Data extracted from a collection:
•••••
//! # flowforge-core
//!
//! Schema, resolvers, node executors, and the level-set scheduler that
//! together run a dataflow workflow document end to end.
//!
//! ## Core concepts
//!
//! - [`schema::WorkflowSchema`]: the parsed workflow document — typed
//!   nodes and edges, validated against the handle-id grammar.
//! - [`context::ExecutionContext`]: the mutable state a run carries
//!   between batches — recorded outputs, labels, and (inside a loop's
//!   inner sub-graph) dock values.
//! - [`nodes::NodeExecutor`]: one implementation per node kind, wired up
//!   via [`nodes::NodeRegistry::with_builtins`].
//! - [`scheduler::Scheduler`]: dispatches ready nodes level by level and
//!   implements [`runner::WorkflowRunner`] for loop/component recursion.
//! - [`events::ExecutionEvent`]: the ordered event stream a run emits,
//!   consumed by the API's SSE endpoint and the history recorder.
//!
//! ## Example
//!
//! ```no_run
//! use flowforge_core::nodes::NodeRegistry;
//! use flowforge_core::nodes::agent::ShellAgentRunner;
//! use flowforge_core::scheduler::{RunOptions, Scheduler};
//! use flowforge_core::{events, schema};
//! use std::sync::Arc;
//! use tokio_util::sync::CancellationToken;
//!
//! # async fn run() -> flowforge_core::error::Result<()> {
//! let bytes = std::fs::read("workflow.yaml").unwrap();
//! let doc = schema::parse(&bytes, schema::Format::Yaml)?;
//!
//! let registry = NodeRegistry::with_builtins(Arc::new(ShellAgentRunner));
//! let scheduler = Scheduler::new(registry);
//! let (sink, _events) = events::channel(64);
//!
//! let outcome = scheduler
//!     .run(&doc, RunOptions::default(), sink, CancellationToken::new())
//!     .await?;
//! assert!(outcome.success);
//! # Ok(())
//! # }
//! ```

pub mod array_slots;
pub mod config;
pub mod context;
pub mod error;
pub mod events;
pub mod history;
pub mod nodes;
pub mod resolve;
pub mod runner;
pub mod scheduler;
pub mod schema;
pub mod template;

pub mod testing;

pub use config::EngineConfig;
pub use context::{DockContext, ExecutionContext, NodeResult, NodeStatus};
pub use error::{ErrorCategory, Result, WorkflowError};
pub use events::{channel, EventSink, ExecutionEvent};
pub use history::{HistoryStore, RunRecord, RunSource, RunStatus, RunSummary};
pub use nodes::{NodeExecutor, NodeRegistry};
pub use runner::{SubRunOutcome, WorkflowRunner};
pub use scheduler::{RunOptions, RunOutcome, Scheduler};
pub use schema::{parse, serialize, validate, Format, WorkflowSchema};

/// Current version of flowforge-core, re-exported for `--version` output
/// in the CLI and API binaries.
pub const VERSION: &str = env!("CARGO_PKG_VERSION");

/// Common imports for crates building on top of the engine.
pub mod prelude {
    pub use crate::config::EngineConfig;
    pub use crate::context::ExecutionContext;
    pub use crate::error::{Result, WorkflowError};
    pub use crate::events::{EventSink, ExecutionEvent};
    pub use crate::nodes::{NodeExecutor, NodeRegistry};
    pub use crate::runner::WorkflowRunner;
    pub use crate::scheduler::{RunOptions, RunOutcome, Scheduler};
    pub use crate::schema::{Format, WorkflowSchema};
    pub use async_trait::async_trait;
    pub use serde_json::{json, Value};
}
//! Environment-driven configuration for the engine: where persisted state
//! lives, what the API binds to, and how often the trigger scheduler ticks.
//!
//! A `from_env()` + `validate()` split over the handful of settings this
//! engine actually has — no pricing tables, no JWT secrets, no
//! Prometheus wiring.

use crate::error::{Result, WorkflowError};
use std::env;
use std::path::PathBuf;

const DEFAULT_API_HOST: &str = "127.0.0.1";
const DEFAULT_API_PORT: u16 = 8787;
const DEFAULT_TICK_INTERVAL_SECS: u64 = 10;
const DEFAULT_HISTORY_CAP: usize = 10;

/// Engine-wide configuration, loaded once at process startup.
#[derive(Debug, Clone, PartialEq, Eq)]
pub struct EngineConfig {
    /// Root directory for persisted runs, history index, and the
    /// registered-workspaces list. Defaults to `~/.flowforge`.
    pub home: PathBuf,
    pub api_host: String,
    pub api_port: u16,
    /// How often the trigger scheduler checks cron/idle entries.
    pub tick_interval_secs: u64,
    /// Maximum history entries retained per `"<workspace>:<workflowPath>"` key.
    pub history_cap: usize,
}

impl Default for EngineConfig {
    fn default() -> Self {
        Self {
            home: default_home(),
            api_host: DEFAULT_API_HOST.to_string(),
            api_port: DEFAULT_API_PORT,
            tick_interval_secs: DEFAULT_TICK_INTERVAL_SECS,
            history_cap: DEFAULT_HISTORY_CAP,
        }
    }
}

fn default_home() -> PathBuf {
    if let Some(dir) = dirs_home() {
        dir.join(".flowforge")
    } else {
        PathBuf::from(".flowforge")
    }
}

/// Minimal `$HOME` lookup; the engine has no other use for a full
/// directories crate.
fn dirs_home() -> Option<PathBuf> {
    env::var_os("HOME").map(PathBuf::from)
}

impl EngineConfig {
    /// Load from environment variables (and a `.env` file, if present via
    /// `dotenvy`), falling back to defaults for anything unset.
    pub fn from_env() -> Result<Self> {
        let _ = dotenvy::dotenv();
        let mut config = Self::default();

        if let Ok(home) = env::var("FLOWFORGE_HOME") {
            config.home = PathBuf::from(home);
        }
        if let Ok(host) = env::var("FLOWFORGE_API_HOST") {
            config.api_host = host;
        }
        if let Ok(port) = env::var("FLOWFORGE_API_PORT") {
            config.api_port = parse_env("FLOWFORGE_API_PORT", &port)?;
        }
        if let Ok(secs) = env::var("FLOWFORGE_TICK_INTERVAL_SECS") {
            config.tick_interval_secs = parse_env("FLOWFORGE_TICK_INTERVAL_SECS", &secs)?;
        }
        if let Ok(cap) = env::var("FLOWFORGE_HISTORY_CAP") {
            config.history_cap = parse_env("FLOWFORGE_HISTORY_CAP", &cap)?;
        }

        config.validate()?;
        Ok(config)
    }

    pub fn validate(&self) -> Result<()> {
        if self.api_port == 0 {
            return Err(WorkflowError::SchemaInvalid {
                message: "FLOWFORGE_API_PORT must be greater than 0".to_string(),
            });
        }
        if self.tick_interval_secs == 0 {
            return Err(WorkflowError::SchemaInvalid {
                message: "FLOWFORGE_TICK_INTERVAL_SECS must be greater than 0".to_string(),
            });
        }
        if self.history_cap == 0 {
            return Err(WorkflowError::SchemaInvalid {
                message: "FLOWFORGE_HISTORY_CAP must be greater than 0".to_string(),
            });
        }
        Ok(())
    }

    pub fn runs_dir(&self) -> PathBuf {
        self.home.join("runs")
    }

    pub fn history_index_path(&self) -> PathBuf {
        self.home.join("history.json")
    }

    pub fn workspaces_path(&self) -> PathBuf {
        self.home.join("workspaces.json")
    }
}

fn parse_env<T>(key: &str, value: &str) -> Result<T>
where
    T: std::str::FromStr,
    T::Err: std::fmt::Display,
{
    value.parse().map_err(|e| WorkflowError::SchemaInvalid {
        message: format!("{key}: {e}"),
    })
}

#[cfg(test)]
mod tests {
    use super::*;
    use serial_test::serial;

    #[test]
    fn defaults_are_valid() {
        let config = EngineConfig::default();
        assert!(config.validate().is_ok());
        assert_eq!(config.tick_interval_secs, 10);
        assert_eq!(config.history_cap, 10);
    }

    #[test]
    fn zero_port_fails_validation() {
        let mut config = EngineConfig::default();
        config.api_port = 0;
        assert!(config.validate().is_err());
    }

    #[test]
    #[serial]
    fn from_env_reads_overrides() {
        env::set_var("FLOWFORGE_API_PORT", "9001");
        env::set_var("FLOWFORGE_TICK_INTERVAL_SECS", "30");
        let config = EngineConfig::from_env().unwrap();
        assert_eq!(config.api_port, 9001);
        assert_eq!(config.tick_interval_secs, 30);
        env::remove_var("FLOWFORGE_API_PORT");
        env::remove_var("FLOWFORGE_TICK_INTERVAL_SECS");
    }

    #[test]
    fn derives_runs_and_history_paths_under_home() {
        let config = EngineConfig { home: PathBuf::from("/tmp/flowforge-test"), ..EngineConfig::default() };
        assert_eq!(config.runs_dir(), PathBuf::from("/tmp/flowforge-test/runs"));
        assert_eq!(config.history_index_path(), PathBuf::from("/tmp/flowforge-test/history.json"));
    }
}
•••••
INSTRUCTIONS TO FOLLOW: Your answer should consist of the lines from the line with "if self.history_cap == 0" to the line with "assert_eq!(config.tick_interval_secs, 10);" above, repeated exactly, both ends included.

COMPLETED EXERCISE:
        if self.history_cap == 0 {
            return Err(WorkflowError::SchemaInvalid {
                message: "FLOWFORGE_HISTORY_CAP must be greater than 0".to_string(),
            });
        }
        Ok(())
    }

    pub fn runs_dir(&self) -> PathBuf {
        self.home.join("runs")
    }

    pub fn history_index_path(&self) -> PathBuf {
        self.home.join("history.json")
    }

    pub fn workspaces_path(&self) -> PathBuf {
        self.home.join("workspaces.json")
    }
}

fn parse_env<T>(key: &str, value: &str) -> Result<T>
where
    T: std::str::FromStr,
    T::Err: std::fmt::Display,
{
    value.parse().map_err(|e| WorkflowError::SchemaInvalid {
        message: format!("{key}: {e}"),
    })
}

#[cfg(test)]
mod tests {
    use super::*;
    use serial_test::serial;

    #[test]
    fn defaults_are_valid() {
        let config = EngineConfig::default();
        assert!(config.validate().is_ok());
        assert_eq!(config.tick_interval_secs, 10);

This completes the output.